- Records for the exercise -

········

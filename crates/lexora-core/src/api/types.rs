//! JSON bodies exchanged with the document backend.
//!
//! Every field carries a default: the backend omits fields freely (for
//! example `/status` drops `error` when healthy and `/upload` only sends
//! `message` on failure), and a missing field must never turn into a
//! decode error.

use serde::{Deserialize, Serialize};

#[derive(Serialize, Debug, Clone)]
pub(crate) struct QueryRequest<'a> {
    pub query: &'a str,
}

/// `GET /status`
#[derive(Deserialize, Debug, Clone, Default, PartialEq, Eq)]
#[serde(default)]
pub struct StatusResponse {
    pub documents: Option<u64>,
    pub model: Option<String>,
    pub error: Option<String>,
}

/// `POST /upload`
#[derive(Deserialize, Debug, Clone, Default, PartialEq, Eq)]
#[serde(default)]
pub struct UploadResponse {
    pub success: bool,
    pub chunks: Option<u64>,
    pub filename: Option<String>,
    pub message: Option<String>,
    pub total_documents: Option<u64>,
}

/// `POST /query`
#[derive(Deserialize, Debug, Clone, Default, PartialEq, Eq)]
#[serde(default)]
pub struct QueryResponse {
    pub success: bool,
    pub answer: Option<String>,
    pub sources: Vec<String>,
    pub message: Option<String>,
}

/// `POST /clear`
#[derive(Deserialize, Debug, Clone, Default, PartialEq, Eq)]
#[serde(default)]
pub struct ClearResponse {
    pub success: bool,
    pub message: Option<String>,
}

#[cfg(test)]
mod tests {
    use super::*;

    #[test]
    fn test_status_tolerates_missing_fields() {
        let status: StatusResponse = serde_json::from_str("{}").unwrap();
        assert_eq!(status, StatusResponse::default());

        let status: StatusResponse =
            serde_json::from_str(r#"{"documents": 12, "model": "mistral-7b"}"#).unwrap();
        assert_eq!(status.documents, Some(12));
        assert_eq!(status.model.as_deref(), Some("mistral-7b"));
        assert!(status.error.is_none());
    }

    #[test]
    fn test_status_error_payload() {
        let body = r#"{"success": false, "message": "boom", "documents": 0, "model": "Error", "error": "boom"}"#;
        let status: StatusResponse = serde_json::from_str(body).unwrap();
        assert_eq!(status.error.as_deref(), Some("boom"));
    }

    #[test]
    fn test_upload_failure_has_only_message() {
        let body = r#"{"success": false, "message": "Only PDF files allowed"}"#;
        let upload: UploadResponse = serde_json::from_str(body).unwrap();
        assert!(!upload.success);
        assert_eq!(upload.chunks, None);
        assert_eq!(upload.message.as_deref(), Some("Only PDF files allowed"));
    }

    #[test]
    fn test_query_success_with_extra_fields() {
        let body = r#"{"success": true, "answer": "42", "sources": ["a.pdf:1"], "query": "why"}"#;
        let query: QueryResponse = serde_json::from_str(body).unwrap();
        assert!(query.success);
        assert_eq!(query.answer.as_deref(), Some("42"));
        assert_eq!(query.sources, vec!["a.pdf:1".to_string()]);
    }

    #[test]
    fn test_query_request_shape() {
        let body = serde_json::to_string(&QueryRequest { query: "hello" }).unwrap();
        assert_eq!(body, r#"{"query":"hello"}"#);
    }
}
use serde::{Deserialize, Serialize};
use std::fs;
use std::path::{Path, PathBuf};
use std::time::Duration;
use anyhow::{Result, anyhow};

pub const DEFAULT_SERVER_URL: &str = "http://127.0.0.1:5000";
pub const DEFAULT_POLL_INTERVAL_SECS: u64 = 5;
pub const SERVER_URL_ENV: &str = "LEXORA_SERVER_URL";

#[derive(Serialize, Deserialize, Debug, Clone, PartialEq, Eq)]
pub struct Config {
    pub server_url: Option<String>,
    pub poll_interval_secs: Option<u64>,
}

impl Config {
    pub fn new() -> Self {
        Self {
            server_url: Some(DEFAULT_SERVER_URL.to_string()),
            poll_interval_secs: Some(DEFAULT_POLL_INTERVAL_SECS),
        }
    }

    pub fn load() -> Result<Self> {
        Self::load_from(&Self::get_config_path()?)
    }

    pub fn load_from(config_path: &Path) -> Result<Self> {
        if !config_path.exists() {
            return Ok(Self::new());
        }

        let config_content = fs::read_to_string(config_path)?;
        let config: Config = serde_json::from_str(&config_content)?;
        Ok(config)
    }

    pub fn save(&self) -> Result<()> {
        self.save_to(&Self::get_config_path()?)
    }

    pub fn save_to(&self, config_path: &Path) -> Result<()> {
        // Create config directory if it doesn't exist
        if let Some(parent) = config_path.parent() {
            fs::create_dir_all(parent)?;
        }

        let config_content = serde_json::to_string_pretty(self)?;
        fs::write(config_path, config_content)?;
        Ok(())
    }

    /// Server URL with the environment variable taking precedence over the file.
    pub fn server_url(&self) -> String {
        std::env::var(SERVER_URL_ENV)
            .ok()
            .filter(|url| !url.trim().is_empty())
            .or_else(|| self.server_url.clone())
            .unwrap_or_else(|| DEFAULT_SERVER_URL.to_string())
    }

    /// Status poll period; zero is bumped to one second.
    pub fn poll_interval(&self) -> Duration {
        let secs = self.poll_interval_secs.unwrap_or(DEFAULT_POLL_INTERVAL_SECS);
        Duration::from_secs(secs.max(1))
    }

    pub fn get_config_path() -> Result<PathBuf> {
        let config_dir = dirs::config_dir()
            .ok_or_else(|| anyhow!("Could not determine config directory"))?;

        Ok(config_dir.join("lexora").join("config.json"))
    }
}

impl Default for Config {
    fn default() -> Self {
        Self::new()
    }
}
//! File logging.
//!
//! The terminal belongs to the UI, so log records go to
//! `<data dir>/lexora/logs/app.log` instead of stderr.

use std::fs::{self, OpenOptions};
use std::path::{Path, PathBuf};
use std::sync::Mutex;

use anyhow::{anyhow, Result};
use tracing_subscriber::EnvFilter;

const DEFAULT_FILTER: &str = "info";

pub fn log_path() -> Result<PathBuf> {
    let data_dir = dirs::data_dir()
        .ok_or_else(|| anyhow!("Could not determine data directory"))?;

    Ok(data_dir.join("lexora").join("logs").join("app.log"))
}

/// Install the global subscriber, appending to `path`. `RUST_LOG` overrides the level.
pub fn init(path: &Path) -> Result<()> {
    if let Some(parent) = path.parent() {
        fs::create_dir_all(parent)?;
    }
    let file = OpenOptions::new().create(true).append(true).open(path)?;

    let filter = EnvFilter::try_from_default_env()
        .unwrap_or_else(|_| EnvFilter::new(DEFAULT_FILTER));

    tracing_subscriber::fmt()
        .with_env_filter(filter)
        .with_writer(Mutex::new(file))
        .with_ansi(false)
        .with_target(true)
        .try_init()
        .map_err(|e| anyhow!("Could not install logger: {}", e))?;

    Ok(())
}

········

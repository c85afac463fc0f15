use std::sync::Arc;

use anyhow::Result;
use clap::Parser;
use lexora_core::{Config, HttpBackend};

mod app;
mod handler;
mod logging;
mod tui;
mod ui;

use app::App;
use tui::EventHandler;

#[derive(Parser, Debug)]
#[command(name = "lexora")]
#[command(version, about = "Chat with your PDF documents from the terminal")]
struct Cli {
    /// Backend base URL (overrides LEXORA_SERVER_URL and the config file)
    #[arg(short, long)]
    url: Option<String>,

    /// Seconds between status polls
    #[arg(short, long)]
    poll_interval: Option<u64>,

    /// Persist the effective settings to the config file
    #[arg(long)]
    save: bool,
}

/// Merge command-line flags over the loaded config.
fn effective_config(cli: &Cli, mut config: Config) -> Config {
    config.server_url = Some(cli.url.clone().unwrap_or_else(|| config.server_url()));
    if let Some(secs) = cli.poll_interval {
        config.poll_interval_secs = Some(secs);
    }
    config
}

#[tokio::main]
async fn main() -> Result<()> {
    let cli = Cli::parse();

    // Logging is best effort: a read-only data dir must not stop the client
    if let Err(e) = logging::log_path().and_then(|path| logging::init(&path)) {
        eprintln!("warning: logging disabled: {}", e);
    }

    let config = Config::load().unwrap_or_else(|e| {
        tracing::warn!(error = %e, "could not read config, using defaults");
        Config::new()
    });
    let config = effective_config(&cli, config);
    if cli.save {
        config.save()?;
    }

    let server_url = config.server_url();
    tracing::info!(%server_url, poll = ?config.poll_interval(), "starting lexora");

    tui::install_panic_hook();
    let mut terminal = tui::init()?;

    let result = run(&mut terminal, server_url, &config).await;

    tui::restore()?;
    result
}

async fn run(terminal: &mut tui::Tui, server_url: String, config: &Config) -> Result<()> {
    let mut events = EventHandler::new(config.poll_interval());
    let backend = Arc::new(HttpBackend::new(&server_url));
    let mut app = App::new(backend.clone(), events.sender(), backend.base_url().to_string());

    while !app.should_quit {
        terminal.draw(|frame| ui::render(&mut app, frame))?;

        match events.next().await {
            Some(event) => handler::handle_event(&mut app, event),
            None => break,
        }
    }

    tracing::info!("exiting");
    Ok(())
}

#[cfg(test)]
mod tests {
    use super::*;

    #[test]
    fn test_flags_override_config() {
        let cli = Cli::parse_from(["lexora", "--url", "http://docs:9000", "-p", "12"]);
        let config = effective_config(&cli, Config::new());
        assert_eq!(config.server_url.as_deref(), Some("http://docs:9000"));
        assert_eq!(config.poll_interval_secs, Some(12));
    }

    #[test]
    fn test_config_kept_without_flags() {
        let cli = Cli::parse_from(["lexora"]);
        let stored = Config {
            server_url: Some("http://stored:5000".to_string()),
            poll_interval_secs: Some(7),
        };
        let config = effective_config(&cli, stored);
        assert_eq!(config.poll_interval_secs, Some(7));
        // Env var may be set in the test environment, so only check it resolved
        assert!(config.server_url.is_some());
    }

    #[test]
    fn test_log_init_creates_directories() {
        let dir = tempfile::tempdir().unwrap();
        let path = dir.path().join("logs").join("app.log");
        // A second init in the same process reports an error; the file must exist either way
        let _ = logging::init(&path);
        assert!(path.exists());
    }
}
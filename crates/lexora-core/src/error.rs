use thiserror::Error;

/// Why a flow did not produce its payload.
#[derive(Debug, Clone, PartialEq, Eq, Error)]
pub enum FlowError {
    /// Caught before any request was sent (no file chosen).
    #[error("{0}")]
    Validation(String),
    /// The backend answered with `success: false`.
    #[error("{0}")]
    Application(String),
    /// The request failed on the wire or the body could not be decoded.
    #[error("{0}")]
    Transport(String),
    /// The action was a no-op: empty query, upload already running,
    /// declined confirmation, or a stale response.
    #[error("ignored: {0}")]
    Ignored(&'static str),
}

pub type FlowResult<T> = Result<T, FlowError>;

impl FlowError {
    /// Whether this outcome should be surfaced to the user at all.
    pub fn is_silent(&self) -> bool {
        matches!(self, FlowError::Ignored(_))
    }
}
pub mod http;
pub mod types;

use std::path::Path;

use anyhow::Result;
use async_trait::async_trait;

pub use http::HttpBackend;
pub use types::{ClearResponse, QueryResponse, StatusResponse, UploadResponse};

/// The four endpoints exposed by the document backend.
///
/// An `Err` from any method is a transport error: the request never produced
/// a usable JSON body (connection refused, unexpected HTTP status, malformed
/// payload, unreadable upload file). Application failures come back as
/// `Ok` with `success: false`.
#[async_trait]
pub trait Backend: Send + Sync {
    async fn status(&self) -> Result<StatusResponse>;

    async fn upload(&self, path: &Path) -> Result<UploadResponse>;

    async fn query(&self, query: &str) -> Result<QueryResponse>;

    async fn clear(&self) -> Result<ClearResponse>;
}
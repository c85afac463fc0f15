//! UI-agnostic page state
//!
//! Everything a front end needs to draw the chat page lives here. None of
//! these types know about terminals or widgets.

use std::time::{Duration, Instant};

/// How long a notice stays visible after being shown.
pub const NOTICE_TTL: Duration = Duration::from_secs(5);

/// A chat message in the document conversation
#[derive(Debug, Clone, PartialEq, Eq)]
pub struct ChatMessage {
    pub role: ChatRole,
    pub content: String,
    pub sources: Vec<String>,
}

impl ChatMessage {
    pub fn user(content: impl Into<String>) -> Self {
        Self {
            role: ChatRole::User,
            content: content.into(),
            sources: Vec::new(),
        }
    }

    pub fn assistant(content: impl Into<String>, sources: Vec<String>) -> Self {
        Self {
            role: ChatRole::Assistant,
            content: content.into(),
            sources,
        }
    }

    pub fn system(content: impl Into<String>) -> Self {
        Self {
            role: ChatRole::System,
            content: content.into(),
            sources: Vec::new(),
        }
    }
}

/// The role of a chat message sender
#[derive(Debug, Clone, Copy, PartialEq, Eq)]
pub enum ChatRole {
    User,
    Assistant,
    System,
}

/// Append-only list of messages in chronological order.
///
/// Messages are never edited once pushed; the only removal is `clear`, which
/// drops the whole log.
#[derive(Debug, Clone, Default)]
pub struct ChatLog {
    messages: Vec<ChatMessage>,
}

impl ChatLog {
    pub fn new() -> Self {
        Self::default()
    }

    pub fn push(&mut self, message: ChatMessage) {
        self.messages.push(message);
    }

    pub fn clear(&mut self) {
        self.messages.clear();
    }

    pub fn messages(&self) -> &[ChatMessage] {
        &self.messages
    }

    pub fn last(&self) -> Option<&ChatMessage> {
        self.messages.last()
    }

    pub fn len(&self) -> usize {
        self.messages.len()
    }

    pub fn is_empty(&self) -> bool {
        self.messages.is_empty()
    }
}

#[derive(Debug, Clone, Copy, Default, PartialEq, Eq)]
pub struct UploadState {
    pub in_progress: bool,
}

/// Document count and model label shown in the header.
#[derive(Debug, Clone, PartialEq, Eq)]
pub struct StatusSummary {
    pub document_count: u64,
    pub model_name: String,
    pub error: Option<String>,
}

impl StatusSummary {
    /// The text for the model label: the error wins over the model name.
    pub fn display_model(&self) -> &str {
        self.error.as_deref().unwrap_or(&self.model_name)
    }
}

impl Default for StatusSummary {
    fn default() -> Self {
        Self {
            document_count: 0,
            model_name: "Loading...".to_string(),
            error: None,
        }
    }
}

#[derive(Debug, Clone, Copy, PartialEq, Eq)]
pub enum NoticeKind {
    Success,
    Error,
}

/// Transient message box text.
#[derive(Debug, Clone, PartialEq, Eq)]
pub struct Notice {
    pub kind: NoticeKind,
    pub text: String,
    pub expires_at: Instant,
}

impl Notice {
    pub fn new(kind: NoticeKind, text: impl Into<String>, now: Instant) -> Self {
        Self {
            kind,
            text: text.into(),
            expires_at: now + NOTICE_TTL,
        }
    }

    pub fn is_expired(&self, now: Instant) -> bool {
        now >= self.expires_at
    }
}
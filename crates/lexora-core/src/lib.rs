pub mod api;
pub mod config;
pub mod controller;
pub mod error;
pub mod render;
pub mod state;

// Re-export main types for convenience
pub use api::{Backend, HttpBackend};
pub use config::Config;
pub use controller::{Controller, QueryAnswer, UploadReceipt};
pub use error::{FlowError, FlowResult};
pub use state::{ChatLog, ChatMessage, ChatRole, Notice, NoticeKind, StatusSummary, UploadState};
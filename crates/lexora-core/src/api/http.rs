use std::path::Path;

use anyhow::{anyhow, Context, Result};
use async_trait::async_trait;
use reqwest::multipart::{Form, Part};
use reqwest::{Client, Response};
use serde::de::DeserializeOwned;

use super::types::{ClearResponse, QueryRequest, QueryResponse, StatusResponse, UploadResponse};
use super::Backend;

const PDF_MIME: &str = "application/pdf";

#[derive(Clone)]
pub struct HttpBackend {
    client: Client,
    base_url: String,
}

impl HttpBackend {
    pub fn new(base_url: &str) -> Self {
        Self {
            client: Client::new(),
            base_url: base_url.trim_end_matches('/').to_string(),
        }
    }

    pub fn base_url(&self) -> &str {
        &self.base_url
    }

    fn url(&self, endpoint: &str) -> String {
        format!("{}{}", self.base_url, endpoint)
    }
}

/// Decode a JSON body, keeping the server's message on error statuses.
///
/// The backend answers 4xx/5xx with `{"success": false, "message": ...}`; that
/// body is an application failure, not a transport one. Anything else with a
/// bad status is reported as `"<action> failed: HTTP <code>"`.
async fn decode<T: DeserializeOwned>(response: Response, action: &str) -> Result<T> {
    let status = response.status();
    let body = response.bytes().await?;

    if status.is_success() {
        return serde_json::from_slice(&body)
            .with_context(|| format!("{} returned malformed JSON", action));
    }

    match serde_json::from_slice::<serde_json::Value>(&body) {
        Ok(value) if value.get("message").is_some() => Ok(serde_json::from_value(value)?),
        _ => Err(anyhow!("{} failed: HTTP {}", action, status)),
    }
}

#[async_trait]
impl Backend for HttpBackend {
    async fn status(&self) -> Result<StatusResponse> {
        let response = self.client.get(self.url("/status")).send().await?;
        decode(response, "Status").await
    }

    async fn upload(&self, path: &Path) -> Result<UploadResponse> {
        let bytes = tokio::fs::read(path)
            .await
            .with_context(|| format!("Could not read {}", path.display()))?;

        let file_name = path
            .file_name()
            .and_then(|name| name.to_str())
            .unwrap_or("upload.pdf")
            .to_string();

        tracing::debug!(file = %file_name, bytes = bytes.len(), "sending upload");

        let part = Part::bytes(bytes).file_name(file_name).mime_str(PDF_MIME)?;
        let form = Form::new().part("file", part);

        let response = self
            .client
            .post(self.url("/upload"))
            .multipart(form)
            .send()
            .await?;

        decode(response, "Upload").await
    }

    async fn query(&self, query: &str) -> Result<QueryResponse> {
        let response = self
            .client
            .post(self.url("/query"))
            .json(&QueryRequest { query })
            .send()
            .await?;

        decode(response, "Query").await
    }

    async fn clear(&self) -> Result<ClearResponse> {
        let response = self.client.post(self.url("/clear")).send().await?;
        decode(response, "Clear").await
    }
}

········

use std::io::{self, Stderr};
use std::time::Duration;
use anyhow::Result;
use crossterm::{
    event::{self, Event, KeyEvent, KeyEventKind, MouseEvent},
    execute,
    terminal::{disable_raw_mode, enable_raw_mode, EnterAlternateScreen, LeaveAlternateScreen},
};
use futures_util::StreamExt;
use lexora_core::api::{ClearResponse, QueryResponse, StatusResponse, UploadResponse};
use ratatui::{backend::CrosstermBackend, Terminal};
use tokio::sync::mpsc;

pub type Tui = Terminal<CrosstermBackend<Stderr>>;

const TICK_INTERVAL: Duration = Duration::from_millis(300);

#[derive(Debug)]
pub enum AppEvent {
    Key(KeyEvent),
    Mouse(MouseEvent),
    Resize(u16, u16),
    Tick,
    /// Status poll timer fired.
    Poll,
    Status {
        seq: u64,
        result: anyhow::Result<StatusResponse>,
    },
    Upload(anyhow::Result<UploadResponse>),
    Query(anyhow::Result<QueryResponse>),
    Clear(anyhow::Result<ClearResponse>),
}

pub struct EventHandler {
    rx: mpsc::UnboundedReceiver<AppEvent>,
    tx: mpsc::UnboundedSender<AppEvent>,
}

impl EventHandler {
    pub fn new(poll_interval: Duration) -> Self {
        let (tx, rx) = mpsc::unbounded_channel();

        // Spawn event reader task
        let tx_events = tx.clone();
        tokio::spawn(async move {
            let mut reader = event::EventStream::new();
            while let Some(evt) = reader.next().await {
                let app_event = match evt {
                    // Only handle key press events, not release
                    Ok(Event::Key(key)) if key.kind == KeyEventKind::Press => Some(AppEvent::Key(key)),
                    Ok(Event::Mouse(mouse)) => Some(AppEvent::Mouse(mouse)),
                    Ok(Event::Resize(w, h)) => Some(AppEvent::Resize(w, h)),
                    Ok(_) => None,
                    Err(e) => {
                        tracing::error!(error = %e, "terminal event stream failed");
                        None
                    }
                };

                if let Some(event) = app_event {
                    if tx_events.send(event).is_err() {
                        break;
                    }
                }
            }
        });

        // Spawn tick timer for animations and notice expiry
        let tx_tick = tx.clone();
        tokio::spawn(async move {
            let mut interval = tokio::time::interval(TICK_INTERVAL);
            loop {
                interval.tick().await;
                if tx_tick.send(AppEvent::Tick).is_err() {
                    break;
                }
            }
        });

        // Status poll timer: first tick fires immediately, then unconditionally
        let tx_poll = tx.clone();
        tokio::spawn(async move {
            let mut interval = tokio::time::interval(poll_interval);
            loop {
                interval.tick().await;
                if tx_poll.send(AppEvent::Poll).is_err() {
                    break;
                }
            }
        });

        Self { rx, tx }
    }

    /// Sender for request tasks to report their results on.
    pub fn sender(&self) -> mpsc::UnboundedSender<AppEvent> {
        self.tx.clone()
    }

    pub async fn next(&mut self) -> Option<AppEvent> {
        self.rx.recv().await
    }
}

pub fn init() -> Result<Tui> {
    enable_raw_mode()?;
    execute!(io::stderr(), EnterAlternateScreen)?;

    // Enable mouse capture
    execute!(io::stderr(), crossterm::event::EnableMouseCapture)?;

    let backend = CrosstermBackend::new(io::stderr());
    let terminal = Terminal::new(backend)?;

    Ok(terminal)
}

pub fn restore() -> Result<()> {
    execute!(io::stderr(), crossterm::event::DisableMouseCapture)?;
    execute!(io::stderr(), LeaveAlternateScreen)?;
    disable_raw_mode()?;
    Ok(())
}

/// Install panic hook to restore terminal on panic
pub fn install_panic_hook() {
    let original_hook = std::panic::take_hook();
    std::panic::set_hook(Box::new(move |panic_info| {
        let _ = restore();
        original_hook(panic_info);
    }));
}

········

- Requirement -
Take the records above and return, word for word, only the lines that fall from the line with "#[arg(long)]" to the line with "async fn run(terminal: &mut", both of them included.

- Written answer -
    #[arg(long)]
    save: bool,
}

/// Merge command-line flags over the loaded config.
fn effective_config(cli: &Cli, mut config: Config) -> Config {
    config.server_url = Some(cli.url.clone().unwrap_or_else(|| config.server_url()));
    if let Some(secs) = cli.poll_interval {
        config.poll_interval_secs = Some(secs);
    }
    config
}

#[tokio::main]
async fn main() -> Result<()> {
    let cli = Cli::parse();

    // Logging is best effort: a read-only data dir must not stop the client
    if let Err(e) = logging::log_path().and_then(|path| logging::init(&path)) {
        eprintln!("warning: logging disabled: {}", e);
    }

    let config = Config::load().unwrap_or_else(|e| {
        tracing::warn!(error = %e, "could not read config, using defaults");
        Config::new()
    });
    let config = effective_config(&cli, config);
    if cli.save {
        config.save()?;
    }

    let server_url = config.server_url();
    tracing::info!(%server_url, poll = ?config.poll_interval(), "starting lexora");

    tui::install_panic_hook();
    let mut terminal = tui::init()?;

    let result = run(&mut terminal, server_url, &config).await;

    tui::restore()?;
    result
}

async fn run(terminal: &mut tui::Tui, server_url: String, config: &Config) -> Result<()> {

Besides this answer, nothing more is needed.